__Data shown__:
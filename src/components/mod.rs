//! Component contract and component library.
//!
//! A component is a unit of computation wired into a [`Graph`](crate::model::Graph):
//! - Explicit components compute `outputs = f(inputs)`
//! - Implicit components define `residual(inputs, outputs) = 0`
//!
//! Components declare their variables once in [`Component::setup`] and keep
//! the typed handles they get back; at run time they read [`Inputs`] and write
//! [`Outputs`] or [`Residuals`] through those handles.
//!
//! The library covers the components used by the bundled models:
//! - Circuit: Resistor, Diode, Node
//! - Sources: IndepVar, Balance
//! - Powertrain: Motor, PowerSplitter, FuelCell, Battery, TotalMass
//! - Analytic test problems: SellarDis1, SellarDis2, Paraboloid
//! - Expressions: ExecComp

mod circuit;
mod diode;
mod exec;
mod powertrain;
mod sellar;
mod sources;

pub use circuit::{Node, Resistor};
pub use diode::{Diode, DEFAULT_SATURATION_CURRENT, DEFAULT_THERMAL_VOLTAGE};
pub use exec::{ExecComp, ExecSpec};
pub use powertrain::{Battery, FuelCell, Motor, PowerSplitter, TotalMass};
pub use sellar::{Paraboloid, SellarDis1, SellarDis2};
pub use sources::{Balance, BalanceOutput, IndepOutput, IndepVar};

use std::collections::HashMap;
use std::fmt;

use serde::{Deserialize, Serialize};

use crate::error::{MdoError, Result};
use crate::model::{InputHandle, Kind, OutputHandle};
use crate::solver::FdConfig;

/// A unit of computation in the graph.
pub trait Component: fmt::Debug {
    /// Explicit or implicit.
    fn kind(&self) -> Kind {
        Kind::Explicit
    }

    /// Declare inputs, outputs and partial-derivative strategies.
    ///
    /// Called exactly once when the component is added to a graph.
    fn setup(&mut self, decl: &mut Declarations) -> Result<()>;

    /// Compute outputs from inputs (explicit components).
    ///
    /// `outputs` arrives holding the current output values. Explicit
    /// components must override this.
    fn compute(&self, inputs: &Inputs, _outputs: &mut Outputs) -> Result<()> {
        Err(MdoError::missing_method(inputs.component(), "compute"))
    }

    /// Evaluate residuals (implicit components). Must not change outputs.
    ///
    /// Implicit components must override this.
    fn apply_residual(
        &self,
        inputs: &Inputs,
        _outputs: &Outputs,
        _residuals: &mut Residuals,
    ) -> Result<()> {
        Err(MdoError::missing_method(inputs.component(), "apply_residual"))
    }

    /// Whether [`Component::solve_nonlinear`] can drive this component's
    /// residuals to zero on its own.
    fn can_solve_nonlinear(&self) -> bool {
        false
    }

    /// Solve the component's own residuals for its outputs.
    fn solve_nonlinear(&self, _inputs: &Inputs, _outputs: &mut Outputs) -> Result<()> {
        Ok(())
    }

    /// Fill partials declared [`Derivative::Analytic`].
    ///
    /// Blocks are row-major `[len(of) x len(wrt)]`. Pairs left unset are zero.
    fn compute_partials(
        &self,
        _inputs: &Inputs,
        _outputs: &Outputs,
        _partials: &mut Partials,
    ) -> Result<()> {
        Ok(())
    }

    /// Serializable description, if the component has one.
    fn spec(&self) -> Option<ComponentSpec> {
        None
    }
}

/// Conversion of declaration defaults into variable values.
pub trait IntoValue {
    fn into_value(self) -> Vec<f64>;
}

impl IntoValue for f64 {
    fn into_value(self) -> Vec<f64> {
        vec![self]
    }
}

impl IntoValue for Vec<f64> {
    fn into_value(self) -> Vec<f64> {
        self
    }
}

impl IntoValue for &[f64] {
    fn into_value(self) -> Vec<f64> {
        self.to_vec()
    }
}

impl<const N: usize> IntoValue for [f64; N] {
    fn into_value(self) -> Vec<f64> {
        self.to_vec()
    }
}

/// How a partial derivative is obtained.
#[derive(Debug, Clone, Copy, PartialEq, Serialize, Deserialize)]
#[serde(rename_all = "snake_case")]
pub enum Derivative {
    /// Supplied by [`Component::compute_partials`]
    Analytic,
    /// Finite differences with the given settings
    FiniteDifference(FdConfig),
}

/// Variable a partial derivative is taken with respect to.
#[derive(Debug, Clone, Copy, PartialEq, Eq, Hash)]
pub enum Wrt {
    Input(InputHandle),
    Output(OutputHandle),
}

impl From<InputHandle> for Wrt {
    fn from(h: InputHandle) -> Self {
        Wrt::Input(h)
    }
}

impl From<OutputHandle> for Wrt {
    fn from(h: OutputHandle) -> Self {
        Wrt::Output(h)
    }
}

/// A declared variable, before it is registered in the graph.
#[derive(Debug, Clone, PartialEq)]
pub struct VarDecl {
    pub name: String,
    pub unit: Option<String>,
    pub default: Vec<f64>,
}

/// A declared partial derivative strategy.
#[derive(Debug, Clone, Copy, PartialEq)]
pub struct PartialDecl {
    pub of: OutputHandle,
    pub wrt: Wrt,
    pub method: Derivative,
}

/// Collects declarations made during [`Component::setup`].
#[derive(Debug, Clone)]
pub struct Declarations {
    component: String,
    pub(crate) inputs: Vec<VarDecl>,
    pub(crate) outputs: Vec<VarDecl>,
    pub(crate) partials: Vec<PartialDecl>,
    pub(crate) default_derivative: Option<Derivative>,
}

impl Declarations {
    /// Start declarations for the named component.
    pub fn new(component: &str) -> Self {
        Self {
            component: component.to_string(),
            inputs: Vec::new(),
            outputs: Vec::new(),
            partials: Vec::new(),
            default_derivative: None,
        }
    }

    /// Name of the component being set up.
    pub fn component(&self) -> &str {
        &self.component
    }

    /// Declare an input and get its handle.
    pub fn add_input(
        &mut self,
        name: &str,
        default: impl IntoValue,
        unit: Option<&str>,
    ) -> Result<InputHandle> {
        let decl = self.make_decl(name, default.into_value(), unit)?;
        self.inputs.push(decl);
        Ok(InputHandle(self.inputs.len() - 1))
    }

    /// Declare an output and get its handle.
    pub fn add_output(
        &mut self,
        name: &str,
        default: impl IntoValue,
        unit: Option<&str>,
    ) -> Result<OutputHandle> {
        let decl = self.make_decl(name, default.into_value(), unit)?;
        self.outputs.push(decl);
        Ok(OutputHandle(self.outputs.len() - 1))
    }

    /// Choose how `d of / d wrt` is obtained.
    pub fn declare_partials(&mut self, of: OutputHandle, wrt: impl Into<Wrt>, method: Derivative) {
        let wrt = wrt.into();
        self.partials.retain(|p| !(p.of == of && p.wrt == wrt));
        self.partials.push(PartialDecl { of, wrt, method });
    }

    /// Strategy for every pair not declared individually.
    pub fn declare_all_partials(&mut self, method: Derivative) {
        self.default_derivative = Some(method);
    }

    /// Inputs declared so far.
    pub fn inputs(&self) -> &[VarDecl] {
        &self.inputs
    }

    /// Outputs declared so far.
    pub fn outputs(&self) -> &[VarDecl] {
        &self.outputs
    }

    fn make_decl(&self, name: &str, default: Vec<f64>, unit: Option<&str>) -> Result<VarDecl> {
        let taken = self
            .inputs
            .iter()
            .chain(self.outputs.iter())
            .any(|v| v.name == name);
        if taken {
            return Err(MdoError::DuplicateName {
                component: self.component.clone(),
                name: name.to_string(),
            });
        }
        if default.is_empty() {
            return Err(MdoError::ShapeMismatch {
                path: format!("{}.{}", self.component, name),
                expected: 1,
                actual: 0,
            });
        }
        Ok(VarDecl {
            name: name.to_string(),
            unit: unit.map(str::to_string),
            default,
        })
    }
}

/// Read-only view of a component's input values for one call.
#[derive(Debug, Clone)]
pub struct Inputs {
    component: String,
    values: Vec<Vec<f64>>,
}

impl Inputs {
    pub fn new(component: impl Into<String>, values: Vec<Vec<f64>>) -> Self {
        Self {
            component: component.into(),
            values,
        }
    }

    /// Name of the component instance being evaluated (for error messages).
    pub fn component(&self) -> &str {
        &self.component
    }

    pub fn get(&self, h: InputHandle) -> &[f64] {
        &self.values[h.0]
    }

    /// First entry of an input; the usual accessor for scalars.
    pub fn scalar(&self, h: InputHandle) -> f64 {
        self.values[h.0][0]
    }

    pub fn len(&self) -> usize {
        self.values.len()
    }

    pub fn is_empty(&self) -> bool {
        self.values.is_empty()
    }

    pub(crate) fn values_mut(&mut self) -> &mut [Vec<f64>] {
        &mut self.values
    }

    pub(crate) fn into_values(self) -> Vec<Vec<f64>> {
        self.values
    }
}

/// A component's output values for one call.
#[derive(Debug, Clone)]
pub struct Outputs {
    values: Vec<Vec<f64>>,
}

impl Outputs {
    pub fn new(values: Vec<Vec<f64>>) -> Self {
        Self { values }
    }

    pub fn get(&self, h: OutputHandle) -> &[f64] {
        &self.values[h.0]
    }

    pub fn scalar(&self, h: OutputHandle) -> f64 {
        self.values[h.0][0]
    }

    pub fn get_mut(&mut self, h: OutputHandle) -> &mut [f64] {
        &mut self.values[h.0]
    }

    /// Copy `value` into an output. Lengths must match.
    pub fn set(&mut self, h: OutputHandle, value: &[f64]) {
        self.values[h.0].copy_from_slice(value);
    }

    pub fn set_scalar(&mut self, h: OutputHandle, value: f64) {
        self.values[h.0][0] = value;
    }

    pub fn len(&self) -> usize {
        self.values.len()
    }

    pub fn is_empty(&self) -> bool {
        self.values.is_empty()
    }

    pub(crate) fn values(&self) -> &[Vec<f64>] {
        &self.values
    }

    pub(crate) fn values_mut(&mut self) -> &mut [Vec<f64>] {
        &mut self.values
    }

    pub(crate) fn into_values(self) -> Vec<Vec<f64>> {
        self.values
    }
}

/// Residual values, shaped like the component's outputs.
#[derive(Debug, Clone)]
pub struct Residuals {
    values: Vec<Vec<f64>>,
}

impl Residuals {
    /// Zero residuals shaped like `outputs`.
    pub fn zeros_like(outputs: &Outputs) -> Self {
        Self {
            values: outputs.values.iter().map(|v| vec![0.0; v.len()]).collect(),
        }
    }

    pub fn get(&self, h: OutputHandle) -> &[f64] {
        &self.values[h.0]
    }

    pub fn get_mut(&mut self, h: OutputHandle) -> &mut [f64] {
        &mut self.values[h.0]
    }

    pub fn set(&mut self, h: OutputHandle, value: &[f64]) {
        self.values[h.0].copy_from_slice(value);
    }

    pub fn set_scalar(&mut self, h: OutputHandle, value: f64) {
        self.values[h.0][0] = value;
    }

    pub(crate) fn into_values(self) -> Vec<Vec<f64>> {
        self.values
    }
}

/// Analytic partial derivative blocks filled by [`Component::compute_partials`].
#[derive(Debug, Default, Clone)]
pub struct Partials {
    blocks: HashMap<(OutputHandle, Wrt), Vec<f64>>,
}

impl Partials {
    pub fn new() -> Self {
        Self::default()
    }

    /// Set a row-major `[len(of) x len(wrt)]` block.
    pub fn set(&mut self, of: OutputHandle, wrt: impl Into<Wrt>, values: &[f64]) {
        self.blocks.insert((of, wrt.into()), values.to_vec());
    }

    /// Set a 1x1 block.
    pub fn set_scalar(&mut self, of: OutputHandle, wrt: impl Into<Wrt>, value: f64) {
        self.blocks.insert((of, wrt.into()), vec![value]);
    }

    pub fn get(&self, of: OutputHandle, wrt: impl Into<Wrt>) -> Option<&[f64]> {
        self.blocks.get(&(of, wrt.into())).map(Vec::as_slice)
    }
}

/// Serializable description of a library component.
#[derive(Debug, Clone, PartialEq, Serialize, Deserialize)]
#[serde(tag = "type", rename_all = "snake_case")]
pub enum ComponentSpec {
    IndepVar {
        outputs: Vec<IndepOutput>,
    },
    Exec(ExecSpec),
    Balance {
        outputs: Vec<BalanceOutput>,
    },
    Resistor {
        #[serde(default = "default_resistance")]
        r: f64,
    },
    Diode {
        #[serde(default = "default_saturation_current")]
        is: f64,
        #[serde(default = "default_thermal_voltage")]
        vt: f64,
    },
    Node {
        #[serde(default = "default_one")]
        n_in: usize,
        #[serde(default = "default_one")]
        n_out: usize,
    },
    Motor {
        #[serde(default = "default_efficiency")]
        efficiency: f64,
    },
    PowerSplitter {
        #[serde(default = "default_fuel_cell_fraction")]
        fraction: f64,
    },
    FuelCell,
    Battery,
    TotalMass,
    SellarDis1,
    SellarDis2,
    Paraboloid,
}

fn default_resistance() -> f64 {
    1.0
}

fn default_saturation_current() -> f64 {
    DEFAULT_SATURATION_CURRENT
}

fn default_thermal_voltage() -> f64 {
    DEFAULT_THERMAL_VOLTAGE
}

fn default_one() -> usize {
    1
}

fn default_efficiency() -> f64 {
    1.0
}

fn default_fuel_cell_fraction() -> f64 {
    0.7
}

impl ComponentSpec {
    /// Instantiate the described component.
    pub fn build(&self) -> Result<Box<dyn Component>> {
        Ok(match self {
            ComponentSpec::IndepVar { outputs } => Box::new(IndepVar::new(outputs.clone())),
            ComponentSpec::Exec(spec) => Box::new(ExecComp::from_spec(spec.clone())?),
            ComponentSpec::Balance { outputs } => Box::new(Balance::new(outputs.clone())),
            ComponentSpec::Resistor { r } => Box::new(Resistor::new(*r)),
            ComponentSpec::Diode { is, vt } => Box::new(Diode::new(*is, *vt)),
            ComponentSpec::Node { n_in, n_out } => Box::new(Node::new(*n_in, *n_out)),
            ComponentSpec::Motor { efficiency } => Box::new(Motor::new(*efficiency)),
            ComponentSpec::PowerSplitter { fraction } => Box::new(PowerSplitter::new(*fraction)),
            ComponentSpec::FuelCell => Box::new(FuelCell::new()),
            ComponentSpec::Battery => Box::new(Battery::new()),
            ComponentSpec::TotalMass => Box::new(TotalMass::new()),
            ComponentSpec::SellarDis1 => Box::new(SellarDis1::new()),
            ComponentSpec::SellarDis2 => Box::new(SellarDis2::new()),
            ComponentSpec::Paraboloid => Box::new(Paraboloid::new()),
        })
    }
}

__Work instructions__:
Please reproduce exactly the lines above, beginning with the first and ending with the line that contains "to a graph.", and include nothing outside that range.

__Solution to this problem__:
filename src/components/mod.rs
//! Component contract and component library.
//!
//! A component is a unit of computation wired into a [`Graph`](crate::model::Graph):
//! - Explicit components compute `outputs = f(inputs)`
//! - Implicit components define `residual(inputs, outputs) = 0`
//!
//! Components declare their variables once in [`Component::setup`] and keep
//! the typed handles they get back; at run time they read [`Inputs`] and write
//! [`Outputs`] or [`Residuals`] through those handles.
//!
//! The library covers the components used by the bundled models:
//! - Circuit: Resistor, Diode, Node
//! - Sources: IndepVar, Balance
//! - Powertrain: Motor, PowerSplitter, FuelCell, Battery, TotalMass
//! - Analytic test problems: SellarDis1, SellarDis2, Paraboloid
//! - Expressions: ExecComp

mod circuit;
mod diode;
mod exec;
mod powertrain;
mod sellar;
mod sources;

pub use circuit::{Node, Resistor};
pub use diode::{Diode, DEFAULT_SATURATION_CURRENT, DEFAULT_THERMAL_VOLTAGE};
pub use exec::{ExecComp, ExecSpec};
pub use powertrain::{Battery, FuelCell, Motor, PowerSplitter, TotalMass};
pub use sellar::{Paraboloid, SellarDis1, SellarDis2};
pub use sources::{Balance, BalanceOutput, IndepOutput, IndepVar};

use std::collections::HashMap;
use std::fmt;

use serde::{Deserialize, Serialize};

use crate::error::{MdoError, Result};
use crate::model::{InputHandle, Kind, OutputHandle};
use crate::solver::FdConfig;

/// A unit of computation in the graph.
pub trait Component: fmt::Debug {
    /// Explicit or implicit.
    fn kind(&self) -> Kind {
        Kind::Explicit
    }

    /// Declare inputs, outputs and partial-derivative strategies.
    ///
    /// Called exactly once when the component is added to a graph.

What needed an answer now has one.